• **INSTRUCTIONS TO FOLLOW**:
The required output is all lines below that contain the word "flaky".

== RECORDED DATA

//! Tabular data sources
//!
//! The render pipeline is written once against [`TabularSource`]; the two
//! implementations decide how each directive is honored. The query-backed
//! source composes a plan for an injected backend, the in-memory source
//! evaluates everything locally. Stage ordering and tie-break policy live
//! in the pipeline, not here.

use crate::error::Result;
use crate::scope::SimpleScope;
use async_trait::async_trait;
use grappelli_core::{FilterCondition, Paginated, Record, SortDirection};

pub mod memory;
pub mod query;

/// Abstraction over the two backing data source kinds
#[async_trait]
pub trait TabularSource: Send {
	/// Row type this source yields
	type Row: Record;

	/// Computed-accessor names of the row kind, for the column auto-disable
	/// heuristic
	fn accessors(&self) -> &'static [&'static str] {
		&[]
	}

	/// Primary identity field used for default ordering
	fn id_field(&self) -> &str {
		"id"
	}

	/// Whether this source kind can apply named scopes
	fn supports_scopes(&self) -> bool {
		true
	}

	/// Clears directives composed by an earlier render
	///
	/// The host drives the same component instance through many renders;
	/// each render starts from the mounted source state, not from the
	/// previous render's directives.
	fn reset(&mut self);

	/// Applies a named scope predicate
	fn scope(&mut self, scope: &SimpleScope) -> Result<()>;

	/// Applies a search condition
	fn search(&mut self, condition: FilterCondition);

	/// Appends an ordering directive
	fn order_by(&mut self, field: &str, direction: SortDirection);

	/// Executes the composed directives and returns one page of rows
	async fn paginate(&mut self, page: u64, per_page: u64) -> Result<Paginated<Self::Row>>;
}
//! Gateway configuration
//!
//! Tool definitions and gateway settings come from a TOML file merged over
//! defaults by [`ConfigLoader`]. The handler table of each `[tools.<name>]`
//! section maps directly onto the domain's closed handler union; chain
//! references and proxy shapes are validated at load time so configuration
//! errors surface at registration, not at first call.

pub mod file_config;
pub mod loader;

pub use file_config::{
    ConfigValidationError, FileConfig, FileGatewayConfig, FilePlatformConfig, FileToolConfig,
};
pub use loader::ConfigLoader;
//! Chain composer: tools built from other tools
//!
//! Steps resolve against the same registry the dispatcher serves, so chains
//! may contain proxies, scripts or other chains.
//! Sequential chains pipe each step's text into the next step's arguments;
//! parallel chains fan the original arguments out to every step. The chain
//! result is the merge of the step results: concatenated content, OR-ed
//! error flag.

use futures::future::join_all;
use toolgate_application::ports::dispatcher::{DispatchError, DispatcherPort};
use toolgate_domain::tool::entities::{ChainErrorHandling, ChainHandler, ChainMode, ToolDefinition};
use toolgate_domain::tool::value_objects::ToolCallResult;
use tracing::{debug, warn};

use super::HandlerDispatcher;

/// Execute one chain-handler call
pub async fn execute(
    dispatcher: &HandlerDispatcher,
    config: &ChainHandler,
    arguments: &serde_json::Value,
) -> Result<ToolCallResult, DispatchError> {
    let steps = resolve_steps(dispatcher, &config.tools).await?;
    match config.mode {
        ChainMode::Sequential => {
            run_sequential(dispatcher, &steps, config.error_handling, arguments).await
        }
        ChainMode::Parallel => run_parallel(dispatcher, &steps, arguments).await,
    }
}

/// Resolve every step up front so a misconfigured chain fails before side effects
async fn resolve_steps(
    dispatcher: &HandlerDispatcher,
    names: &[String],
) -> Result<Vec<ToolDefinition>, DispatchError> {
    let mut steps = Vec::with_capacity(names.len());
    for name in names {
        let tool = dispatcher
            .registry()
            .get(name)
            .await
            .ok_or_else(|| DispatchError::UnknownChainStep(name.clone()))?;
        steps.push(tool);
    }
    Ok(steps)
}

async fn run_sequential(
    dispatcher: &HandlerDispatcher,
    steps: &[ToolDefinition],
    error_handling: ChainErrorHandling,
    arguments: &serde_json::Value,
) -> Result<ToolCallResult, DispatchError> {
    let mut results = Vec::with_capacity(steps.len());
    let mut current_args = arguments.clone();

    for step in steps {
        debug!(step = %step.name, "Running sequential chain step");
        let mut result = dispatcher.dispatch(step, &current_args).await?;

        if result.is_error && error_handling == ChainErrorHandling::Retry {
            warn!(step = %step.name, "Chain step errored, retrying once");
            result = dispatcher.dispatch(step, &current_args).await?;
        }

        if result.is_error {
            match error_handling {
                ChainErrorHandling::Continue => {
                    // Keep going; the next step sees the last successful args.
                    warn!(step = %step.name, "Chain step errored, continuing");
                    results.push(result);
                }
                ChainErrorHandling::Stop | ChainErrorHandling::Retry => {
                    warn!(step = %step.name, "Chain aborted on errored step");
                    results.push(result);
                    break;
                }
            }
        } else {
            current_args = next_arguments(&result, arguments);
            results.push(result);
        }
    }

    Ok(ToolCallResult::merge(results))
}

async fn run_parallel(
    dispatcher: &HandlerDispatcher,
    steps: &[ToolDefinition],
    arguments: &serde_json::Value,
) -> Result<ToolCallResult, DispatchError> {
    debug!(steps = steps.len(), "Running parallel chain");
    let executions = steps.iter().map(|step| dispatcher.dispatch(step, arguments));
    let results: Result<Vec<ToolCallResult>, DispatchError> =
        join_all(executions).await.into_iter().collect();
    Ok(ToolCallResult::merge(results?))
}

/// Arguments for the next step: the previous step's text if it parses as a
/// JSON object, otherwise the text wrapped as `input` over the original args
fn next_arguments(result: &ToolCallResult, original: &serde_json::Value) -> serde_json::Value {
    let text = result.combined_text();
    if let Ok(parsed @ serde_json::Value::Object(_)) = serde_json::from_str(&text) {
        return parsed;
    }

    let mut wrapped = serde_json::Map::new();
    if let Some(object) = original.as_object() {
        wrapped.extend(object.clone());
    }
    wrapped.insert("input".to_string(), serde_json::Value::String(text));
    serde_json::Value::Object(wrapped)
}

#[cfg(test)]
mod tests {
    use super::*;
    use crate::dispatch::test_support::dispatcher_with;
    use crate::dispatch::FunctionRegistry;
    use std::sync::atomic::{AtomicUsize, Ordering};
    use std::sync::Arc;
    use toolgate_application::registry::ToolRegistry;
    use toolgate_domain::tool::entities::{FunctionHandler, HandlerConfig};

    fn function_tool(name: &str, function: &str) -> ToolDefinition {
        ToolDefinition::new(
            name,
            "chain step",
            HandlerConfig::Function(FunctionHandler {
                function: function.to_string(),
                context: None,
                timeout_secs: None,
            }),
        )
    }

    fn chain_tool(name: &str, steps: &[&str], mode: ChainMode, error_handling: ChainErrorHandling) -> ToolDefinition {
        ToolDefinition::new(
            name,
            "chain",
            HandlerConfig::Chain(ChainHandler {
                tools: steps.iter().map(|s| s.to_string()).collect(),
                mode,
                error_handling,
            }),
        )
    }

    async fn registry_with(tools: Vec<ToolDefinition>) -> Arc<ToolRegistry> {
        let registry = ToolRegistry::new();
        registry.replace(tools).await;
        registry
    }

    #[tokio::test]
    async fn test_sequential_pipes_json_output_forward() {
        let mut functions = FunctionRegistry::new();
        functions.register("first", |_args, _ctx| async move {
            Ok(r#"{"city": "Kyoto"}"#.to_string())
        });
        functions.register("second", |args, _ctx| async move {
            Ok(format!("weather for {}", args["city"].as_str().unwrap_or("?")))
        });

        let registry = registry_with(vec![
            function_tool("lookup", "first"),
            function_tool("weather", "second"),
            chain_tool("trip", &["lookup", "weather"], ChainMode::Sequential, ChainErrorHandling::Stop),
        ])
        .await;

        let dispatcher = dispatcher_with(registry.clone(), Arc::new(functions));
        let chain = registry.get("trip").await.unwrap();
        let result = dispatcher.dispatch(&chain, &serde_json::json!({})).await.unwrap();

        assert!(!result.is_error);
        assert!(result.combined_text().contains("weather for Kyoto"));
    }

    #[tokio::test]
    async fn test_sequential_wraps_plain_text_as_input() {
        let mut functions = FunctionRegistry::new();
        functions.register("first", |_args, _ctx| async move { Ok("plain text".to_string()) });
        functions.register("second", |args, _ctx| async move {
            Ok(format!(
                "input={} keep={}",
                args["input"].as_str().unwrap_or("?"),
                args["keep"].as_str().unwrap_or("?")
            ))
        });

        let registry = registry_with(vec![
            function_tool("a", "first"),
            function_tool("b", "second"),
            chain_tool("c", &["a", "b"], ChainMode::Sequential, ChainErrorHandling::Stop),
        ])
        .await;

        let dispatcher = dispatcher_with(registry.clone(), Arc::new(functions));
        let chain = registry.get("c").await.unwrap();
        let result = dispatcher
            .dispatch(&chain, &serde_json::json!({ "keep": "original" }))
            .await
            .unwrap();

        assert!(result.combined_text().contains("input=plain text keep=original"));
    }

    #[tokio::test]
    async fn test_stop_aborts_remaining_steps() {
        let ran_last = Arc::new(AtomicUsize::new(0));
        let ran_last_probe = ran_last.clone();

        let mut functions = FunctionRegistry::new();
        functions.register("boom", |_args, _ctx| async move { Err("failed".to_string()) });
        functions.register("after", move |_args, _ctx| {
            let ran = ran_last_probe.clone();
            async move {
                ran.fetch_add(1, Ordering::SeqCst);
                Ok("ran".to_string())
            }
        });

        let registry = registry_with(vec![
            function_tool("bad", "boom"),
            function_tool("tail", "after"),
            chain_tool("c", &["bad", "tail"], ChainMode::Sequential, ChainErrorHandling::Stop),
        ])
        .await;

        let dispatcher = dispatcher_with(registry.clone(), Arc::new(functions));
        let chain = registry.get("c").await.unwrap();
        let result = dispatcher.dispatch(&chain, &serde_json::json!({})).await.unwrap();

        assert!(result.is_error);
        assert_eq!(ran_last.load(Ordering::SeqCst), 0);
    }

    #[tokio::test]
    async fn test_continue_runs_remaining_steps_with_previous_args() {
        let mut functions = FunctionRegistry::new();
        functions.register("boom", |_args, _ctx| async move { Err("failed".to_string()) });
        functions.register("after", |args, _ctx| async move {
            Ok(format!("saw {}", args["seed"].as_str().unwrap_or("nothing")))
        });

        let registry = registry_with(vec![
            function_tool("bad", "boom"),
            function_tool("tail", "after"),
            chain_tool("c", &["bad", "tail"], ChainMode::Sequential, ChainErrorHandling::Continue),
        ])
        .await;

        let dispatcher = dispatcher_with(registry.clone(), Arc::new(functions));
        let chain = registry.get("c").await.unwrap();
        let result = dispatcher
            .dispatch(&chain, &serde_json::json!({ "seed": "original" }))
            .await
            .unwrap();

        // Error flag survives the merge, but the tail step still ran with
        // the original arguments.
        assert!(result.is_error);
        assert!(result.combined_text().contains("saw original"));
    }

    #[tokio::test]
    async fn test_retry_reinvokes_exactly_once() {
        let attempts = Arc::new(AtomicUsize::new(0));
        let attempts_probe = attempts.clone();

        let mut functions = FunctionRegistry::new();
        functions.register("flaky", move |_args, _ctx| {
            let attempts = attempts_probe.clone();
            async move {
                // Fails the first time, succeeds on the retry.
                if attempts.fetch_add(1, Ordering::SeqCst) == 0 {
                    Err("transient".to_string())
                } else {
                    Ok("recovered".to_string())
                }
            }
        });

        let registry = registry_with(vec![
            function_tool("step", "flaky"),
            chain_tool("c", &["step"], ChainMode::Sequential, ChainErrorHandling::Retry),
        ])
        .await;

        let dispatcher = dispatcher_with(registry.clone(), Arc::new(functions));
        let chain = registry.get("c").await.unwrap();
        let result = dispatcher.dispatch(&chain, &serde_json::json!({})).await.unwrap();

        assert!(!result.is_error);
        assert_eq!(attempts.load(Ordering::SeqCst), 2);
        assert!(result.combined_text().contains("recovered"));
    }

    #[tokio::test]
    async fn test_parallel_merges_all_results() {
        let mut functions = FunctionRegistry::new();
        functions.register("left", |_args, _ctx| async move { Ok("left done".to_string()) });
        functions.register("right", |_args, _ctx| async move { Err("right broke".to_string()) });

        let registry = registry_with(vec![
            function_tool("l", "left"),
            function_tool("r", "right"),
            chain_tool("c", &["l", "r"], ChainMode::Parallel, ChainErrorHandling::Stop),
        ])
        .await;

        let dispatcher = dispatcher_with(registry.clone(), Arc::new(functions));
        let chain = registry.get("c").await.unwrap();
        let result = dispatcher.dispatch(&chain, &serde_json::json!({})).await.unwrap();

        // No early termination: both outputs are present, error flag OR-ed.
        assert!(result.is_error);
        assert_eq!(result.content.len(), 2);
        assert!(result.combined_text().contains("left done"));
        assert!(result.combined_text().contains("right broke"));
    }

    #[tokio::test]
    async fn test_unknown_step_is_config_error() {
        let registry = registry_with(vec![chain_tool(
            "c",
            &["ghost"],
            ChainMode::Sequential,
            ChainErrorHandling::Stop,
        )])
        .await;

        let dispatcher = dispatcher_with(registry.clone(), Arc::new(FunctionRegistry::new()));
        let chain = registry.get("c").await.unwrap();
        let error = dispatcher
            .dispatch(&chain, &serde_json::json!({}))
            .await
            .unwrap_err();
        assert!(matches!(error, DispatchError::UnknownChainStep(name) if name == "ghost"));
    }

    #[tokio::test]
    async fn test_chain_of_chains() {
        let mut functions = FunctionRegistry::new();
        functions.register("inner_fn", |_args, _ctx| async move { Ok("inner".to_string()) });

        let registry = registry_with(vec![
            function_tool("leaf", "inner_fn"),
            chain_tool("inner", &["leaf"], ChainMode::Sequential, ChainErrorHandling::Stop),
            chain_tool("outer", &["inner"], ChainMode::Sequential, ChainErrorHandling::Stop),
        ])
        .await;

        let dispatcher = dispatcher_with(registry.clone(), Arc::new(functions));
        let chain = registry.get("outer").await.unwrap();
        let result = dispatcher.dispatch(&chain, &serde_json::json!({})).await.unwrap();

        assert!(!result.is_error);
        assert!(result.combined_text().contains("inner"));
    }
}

====

• **PROBLEM SOLUTION**:
        functions.register("flaky", move |_args, _ctx| {
            function_tool("step", "flaky"),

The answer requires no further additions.